+++ Listed entries
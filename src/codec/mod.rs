//! # Video and Audio Codec Implementations
//!
//! This module provides the codec-level framing the TS muxer and demuxer
//! need: AAC AudioSpecificConfig/ADTS handling and H.264/H.265 NAL unit
//! classification. Bitstream parsing beyond that (slice headers, SPS
//! contents, ...) is intentionally out of scope; parameter sets travel as
//! opaque byte strings supplied by the publishing side.
//!
//! ## Supported Codecs
//!
//! ### H.264/AVC
//! - NAL unit type classification and keyframe detection
//! - Access Unit Delimiter constant for PES payload framing
//! - AnnexB start-code splitting
//!
//! ### H.265/HEVC
//! - NAL unit type classification (6-bit header) and IRAP detection
//! - Access Unit Delimiter constant
//!
//! ### AAC Audio
//! - AudioSpecificConfig parsing from AAC sequence headers
//! - ADTS header generation and parsing
//! - ADTS elementary-stream splitting

/// AAC AudioSpecificConfig and ADTS framing
pub mod aac;

/// H.264/AVC NAL unit handling
pub mod h264;

/// H.265/HEVC NAL unit handling
pub mod h265;

use bytes::Bytes;

/// Splits an AnnexB elementary stream into NAL unit payloads.
///
/// Both 3-byte (`00 00 01`) and 4-byte (`00 00 00 01`) start codes are
/// accepted. The returned payloads do not include start codes. Data before
/// the first start code is ignored.
pub fn split_annexb(data: &[u8]) -> Vec<Bytes> {
    let mut nalus = Vec::new();
    let mut start = None;
    let mut i = 0;

    while i + 2 < data.len() {
        if data[i] == 0 && data[i + 1] == 0 && data[i + 2] == 1 {
            let code_start = if i > 0 && data[i - 1] == 0 { i - 1 } else { i };
            if let Some(s) = start {
                if code_start > s {
                    nalus.push(Bytes::copy_from_slice(&data[s..code_start]));
                }
            }
            start = Some(i + 3);
            i += 3;
        } else {
            i += 1;
        }
    }

    if let Some(s) = start {
        if s < data.len() {
            nalus.push(Bytes::copy_from_slice(&data[s..]));
        }
    }

    nalus
}
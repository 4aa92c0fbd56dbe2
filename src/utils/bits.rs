use crate::HlsError;
use crate::Result;

/// A most-significant-bit-first reader over a byte slice
pub struct BitReader<'a> {
    data: &'a [u8],
    position: usize,
    bit_position: u8,
}

impl<'a> BitReader<'a> {
    /// Creates a reader positioned at the first bit of `data`
    pub fn new(data: &'a [u8]) -> Self {
        Self {
            data,
            position: 0,
            bit_position: 0,
        }
    }

    /// Reads up to 32 bits and returns them right-aligned
    pub fn read_bits(&mut self, count: u8) -> Result<u32> {
        if count > 32 {
            return Err(HlsError::InvalidData(
                "Cannot read more than 32 bits".into(),
            ));
        }

        let mut result = 0u32;
        let mut bits_left = count;

        while bits_left > 0 {
            if self.position >= self.data.len() {
                return Err(HlsError::InvalidData("Reached end of data".into()));
            }

            let byte = self.data[self.position];
            let bits_in_byte = 8 - self.bit_position;
            let bits_to_read = bits_in_byte.min(bits_left);

            let mask = ((1u16 << bits_to_read) - 1) as u8;
            let shifted = (byte >> (8 - self.bit_position - bits_to_read)) & mask;

            result = (result << bits_to_read) | shifted as u32;

            self.bit_position += bits_to_read;
            if self.bit_position >= 8 {
                self.position += 1;
                self.bit_position = 0;
            }

            bits_left -= bits_to_read;
        }

        Ok(result)
    }

    /// Skips `count` bits without interpreting them
    pub fn skip_bits(&mut self, count: u32) -> Result<()> {
        let new_pos = self.position * 8 + self.bit_position as usize + count as usize;
        self.position = new_pos / 8;
        self.bit_position = (new_pos % 8) as u8;

        if self.position > self.data.len() {
            return Err(HlsError::InvalidData(
                "Attempted to skip past end of data".into(),
            ));
        }

        Ok(())
    }
}

#[cfg(test)]
mod tests {
    use super::*;

    #[test]
    fn test_read_bits() {
        let data = [0b1011_0011, 0b1100_0001];
        let mut reader = BitReader::new(&data);
        assert_eq!(reader.read_bits(3).unwrap(), 0b101);
        assert_eq!(reader.read_bits(5).unwrap(), 0b10011);
        assert_eq!(reader.read_bits(8).unwrap(), 0b1100_0001);
        assert!(reader.read_bits(1).is_err());
    }

    #[test]
    fn test_skip_bits() {
        let data = [0xFF, 0x0F];
        let mut reader = BitReader::new(&data);
        reader.skip_bits(12).unwrap();
        assert_eq!(reader.read_bits(4).unwrap(), 0x0F);
    }
}
//! Gateway configuration.
//!
//! [`HlsConfig`] is plain data with serde defaults so a host server can
//! embed it in its own configuration tree (YAML, TOML, env layering,
//! whatever the host uses). Every knob has a workable default; an empty
//! `{}` section yields a functional live gateway.

use crate::error::{HlsError, Result};
use regex::Regex;
use serde::Deserialize;
use std::collections::HashMap;
use std::path::PathBuf;
use std::time::Duration;

fn default_fragment() -> f64 {
    2.0
}

fn default_window() -> usize {
    3
}

fn default_ts_duration() -> f64 {
    3.88
}

fn default_preload() -> bool {
    true
}

/// What the puller does with downloaded segments
#[derive(Debug, Clone, Copy, PartialEq, Eq, Deserialize)]
#[serde(try_from = "u8")]
pub enum RelayMode {
    /// Demux into the local publisher only
    Transmux,
    /// Store bytes and mirror the manifest only
    Relay,
    /// Demux and store simultaneously
    Both,
}

impl TryFrom<u8> for RelayMode {
    type Error = String;

    fn try_from(value: u8) -> std::result::Result<Self, Self::Error> {
        match value {
            0 => Ok(RelayMode::Transmux),
            1 => Ok(RelayMode::Relay),
            2 => Ok(RelayMode::Both),
            other => Err(format!("relay mode must be 0, 1 or 2, got {}", other)),
        }
    }
}

impl Default for RelayMode {
    fn default() -> Self {
        RelayMode::Transmux
    }
}

impl RelayMode {
    /// True when downloaded segments are demuxed into the publisher
    pub fn transmuxes(&self) -> bool {
        matches!(self, RelayMode::Transmux | RelayMode::Both)
    }

    /// True when downloaded segments are stored and the manifest mirrored
    pub fn relays(&self) -> bool {
        matches!(self, RelayMode::Relay | RelayMode::Both)
    }
}

/// All gateway options
#[derive(Debug, Clone, Deserialize)]
#[serde(default)]
pub struct HlsConfig {
    /// Target minimum segment duration in seconds
    pub fragment: f64,
    /// Number of segments kept in the sliding manifest window
    pub window: usize,
    /// Regex over stream paths; only matching streams are segmented
    pub filter: Option<String>,
    /// On-disk root for persisted segments and recording manifests
    pub path: Option<PathBuf>,
    /// File to serve in place of missing segments; built in when unset
    pub default_ts: Option<PathBuf>,
    /// Declared duration of the placeholder segment in seconds
    pub default_ts_duration: f64,
    /// What the puller does with downloaded segments
    pub relay_mode: RelayMode,
    /// Segment every published stream up front; when false, segmentation
    /// starts on the first HTTP request and stops after 15 s idle
    pub preload: bool,
    /// Upstream HTTP proxy URL for the puller
    pub proxy: Option<String>,
    /// Streams to pull as soon as the plugin starts: streamPath → URL
    pub pull_on_start: HashMap<String, String>,
    /// Streams to pull when a subscriber asks for them: streamPath → URL
    pub pull_on_sub: HashMap<String, String>,
}

impl Default for HlsConfig {
    fn default() -> Self {
        Self {
            fragment: default_fragment(),
            window: default_window(),
            filter: None,
            path: None,
            default_ts: None,
            default_ts_duration: default_ts_duration(),
            relay_mode: RelayMode::default(),
            preload: default_preload(),
            proxy: None,
            pull_on_start: HashMap::new(),
            pull_on_sub: HashMap::new(),
        }
    }
}

impl HlsConfig {
    /// The fragment duration as a [`Duration`]
    pub fn fragment_duration(&self) -> Duration {
        Duration::from_secs_f64(self.fragment.max(0.1))
    }

    /// The placeholder segment duration as a [`Duration`]
    pub fn default_ts_interval(&self) -> Duration {
        Duration::from_secs_f64(self.default_ts_duration.max(0.1))
    }

    /// Compiles the stream path filter, when one is configured
    pub fn compile_filter(&self) -> Result<Option<Regex>> {
        match &self.filter {
            None => Ok(None),
            Some(pattern) => Regex::new(pattern)
                .map(Some)
                .map_err(|e| HlsError::InvalidData(format!("bad filter regex: {}", e))),
        }
    }
}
++++++
> Exercise
From the records above, quote only the lines running from the line with "self.position = new_pos / 8;" to the line with "use serde::Deserialize;", both lines included.

> Output for this exercise
        self.position = new_pos / 8;
        self.bit_position = (new_pos % 8) as u8;

        if self.position > self.data.len() {
            return Err(HlsError::InvalidData(
                "Attempted to skip past end of data".into(),
            ));
        }

        Ok(())
    }
}

#[cfg(test)]
mod tests {
    use super::*;

    #[test]
    fn test_read_bits() {
        let data = [0b1011_0011, 0b1100_0001];
        let mut reader = BitReader::new(&data);
        assert_eq!(reader.read_bits(3).unwrap(), 0b101);
        assert_eq!(reader.read_bits(5).unwrap(), 0b10011);
        assert_eq!(reader.read_bits(8).unwrap(), 0b1100_0001);
        assert!(reader.read_bits(1).is_err());
    }

    #[test]
    fn test_skip_bits() {
        let data = [0xFF, 0x0F];
        let mut reader = BitReader::new(&data);
        reader.skip_bits(12).unwrap();
        assert_eq!(reader.read_bits(4).unwrap(), 0x0F);
    }
}
//! Gateway configuration.
//!
//! [`HlsConfig`] is plain data with serde defaults so a host server can
//! embed it in its own configuration tree (YAML, TOML, env layering,
//! whatever the host uses). Every knob has a workable default; an empty
//! `{}` section yields a functional live gateway.

use crate::error::{HlsError, Result};
use regex::Regex;
use serde::Deserialize;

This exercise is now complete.